YOUR OBJECTIVE:
Copy nothing but the lines below running from the line containing "pub fn interval_ms(&self)" through the line containing "pub fn new(targets: Vec<u64>, steps: u32)", both end lines included.

___ PROVIDED RECORDS ___

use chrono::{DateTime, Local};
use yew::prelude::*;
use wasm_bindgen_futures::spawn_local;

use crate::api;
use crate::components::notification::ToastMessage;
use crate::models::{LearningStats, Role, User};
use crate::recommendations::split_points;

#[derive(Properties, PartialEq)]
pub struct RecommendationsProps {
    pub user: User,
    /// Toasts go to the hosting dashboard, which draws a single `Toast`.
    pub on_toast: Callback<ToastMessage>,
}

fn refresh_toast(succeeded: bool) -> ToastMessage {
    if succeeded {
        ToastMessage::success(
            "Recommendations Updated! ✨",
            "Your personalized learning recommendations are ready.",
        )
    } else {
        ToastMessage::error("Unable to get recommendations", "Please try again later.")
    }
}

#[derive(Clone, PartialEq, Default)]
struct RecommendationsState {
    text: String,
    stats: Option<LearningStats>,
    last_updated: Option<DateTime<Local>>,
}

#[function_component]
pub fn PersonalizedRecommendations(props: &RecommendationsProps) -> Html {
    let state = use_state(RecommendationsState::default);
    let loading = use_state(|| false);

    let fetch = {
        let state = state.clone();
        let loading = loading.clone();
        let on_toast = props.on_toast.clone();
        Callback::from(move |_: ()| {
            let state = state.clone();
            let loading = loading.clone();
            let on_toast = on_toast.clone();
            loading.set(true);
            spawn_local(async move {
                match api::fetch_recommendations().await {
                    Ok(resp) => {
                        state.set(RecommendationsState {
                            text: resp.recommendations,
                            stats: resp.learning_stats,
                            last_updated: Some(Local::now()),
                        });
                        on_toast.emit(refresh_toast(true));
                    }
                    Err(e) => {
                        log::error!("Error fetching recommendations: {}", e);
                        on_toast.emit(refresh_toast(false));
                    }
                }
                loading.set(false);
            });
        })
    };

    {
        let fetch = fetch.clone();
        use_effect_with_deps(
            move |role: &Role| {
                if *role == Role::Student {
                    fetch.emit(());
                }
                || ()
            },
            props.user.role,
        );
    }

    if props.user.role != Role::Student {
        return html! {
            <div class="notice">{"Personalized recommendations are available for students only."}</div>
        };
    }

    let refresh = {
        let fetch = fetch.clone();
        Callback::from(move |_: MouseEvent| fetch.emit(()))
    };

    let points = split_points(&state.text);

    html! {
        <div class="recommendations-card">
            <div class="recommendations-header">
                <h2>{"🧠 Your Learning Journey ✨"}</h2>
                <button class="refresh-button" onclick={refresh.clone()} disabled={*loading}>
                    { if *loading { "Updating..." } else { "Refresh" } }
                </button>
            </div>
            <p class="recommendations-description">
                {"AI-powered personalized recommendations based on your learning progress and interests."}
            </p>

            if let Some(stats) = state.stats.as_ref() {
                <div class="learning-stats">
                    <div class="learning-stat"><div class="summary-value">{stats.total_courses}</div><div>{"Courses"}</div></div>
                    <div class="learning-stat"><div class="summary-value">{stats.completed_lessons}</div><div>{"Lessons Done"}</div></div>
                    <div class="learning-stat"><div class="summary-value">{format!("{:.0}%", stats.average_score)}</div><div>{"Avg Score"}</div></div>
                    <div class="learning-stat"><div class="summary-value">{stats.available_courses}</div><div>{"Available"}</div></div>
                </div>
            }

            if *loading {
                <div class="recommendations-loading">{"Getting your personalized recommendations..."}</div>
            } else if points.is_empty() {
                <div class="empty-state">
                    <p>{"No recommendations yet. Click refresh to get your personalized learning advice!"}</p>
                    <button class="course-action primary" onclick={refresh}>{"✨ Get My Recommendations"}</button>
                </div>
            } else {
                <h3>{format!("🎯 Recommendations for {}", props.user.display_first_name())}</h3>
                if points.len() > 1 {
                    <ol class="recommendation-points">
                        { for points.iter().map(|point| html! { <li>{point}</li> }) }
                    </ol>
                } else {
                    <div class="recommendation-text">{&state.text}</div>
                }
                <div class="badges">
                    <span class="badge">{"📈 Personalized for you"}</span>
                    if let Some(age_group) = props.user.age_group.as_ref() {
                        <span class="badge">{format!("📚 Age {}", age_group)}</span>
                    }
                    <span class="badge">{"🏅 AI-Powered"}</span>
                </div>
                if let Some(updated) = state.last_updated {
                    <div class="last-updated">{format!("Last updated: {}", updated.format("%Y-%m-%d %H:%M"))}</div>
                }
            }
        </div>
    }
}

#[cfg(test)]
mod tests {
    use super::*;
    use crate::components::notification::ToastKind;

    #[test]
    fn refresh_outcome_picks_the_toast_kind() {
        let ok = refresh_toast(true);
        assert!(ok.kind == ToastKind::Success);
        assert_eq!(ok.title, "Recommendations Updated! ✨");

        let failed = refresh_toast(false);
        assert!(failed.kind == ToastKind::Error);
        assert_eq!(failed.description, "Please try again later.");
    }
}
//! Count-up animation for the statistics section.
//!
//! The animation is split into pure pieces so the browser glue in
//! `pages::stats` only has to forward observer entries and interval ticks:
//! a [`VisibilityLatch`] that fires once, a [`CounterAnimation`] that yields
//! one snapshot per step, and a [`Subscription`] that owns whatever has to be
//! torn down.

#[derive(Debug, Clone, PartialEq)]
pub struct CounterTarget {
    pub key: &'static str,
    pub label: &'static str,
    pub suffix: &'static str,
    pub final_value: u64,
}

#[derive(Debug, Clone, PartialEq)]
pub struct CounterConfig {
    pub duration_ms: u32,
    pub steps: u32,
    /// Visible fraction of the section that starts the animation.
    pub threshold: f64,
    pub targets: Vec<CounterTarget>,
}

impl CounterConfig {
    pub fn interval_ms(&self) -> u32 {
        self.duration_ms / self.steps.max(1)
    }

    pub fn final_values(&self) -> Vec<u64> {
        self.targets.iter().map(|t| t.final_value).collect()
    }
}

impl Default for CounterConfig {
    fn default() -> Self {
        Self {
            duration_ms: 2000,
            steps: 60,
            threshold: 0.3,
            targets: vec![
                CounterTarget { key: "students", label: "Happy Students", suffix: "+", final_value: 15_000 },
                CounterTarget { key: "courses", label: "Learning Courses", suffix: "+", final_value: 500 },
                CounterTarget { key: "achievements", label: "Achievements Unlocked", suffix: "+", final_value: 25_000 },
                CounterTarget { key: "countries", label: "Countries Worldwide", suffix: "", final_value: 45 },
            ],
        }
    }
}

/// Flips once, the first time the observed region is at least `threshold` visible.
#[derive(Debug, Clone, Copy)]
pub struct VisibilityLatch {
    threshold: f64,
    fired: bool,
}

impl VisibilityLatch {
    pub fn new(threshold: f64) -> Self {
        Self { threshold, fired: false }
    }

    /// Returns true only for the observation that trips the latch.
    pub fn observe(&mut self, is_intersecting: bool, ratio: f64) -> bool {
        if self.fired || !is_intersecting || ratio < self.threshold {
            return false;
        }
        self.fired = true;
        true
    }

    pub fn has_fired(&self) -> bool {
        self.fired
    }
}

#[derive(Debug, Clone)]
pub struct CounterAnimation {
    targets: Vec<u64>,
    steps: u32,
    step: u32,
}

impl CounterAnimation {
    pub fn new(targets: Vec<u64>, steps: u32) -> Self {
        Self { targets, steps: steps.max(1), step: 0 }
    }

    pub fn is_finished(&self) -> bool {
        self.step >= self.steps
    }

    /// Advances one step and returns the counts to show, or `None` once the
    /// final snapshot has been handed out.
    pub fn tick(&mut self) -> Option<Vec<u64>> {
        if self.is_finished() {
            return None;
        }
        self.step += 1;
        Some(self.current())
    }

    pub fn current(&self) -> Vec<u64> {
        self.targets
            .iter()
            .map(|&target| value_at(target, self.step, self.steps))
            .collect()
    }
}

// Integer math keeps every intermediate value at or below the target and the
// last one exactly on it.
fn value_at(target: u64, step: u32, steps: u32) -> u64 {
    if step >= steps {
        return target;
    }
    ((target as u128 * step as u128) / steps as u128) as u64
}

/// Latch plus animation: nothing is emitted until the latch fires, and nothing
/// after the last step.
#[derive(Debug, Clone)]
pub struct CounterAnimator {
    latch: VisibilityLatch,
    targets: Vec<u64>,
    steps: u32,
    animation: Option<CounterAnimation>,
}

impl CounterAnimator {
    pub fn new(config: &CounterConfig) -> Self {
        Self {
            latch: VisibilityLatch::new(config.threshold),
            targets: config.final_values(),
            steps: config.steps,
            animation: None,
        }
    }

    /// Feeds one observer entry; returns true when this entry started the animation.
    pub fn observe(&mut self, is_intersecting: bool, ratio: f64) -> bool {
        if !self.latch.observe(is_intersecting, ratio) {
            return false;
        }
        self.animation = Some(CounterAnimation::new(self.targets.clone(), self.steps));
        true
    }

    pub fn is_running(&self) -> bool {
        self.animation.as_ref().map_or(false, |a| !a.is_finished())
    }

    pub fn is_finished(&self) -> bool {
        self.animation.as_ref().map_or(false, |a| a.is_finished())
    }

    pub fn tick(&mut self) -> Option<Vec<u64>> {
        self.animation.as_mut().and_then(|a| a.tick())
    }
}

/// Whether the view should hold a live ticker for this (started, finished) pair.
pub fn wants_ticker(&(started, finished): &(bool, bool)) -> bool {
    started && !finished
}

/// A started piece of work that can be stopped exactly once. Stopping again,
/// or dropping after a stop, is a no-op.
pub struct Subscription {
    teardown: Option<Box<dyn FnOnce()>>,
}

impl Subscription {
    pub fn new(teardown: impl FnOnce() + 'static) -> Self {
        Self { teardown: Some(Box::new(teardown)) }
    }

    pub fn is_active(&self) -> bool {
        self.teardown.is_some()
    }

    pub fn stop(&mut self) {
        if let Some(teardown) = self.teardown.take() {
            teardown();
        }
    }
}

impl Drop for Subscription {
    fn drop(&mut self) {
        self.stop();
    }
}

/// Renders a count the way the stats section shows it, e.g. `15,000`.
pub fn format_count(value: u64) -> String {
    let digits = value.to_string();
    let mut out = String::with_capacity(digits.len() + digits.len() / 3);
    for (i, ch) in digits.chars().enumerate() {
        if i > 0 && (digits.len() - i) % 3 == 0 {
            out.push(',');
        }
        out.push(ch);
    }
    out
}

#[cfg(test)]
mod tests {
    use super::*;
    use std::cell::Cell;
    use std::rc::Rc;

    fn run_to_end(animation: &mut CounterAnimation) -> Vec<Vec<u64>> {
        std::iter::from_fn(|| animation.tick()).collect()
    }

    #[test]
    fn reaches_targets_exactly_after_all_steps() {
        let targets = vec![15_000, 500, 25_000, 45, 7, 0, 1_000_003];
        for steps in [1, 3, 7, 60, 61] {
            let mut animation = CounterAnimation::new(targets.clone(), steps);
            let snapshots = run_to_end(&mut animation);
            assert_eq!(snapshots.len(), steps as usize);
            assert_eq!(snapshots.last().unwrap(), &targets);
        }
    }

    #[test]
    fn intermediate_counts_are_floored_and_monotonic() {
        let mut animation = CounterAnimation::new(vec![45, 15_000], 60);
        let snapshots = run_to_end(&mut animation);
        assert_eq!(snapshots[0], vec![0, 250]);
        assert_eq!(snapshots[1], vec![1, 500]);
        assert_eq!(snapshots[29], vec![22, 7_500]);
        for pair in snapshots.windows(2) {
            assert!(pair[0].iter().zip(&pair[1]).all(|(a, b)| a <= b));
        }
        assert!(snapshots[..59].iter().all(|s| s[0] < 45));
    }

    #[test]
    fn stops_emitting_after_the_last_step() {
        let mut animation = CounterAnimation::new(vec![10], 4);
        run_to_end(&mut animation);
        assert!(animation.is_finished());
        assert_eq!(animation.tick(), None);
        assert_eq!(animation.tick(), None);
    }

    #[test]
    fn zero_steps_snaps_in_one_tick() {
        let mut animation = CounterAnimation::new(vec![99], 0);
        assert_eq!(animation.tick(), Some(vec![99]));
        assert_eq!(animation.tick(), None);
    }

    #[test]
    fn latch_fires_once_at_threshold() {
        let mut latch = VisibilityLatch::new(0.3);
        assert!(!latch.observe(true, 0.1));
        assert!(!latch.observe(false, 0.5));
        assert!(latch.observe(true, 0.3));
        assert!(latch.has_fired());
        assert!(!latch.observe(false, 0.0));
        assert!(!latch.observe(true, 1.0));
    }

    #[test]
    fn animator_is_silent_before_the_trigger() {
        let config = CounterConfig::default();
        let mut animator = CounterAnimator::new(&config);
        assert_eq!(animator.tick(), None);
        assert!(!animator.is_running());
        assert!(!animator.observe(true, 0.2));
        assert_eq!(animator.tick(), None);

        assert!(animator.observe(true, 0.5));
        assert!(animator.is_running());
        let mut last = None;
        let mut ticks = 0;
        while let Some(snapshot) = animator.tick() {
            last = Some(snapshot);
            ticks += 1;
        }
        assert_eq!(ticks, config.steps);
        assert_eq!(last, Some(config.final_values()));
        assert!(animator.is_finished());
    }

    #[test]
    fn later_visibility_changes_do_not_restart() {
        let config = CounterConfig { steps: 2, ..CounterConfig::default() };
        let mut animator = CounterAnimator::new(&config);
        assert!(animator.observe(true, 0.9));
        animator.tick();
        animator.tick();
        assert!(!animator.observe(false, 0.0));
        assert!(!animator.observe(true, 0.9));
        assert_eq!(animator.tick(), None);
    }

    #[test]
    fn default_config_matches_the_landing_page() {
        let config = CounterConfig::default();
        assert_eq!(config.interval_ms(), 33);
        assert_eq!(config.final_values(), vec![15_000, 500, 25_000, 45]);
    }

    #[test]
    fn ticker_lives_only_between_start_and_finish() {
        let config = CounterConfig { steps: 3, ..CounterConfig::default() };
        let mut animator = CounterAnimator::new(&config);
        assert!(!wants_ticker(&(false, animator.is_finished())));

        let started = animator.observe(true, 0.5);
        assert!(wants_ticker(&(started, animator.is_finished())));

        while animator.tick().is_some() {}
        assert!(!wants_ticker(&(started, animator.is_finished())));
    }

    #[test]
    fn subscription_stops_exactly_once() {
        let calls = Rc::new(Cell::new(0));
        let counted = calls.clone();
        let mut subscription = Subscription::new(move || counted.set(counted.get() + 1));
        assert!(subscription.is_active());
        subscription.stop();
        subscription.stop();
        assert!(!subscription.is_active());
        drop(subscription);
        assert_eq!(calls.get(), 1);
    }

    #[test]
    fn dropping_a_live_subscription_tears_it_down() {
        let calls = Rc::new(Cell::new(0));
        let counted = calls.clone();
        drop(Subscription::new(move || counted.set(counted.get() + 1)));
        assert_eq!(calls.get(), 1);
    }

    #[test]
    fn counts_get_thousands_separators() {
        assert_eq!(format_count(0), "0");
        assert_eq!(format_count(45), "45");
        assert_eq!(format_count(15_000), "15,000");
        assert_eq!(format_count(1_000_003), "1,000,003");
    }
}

___

ANSWER SPACE:
    pub fn interval_ms(&self) -> u32 {
        self.duration_ms / self.steps.max(1)
    }

    pub fn final_values(&self) -> Vec<u64> {
        self.targets.iter().map(|t| t.final_value).collect()
    }
}

impl Default for CounterConfig {
    fn default() -> Self {
        Self {
            duration_ms: 2000,
            steps: 60,
            threshold: 0.3,
            targets: vec![
                CounterTarget { key: "students", label: "Happy Students", suffix: "+", final_value: 15_000 },
                CounterTarget { key: "courses", label: "Learning Courses", suffix: "+", final_value: 500 },
                CounterTarget { key: "achievements", label: "Achievements Unlocked", suffix: "+", final_value: 25_000 },
                CounterTarget { key: "countries", label: "Countries Worldwide", suffix: "", final_value: 45 },
            ],
        }
    }
}

/// Flips once, the first time the observed region is at least `threshold` visible.
#[derive(Debug, Clone, Copy)]
pub struct VisibilityLatch {
    threshold: f64,
    fired: bool,
}

impl VisibilityLatch {
    pub fn new(threshold: f64) -> Self {
        Self { threshold, fired: false }
    }

    /// Returns true only for the observation that trips the latch.
    pub fn observe(&mut self, is_intersecting: bool, ratio: f64) -> bool {
        if self.fired || !is_intersecting || ratio < self.threshold {
            return false;
        }
        self.fired = true;
        true
    }

    pub fn has_fired(&self) -> bool {
        self.fired
    }
}

#[derive(Debug, Clone)]
pub struct CounterAnimation {
    targets: Vec<u64>,
    steps: u32,
    step: u32,
}

impl CounterAnimation {
    pub fn new(targets: Vec<u64>, steps: u32) -> Self {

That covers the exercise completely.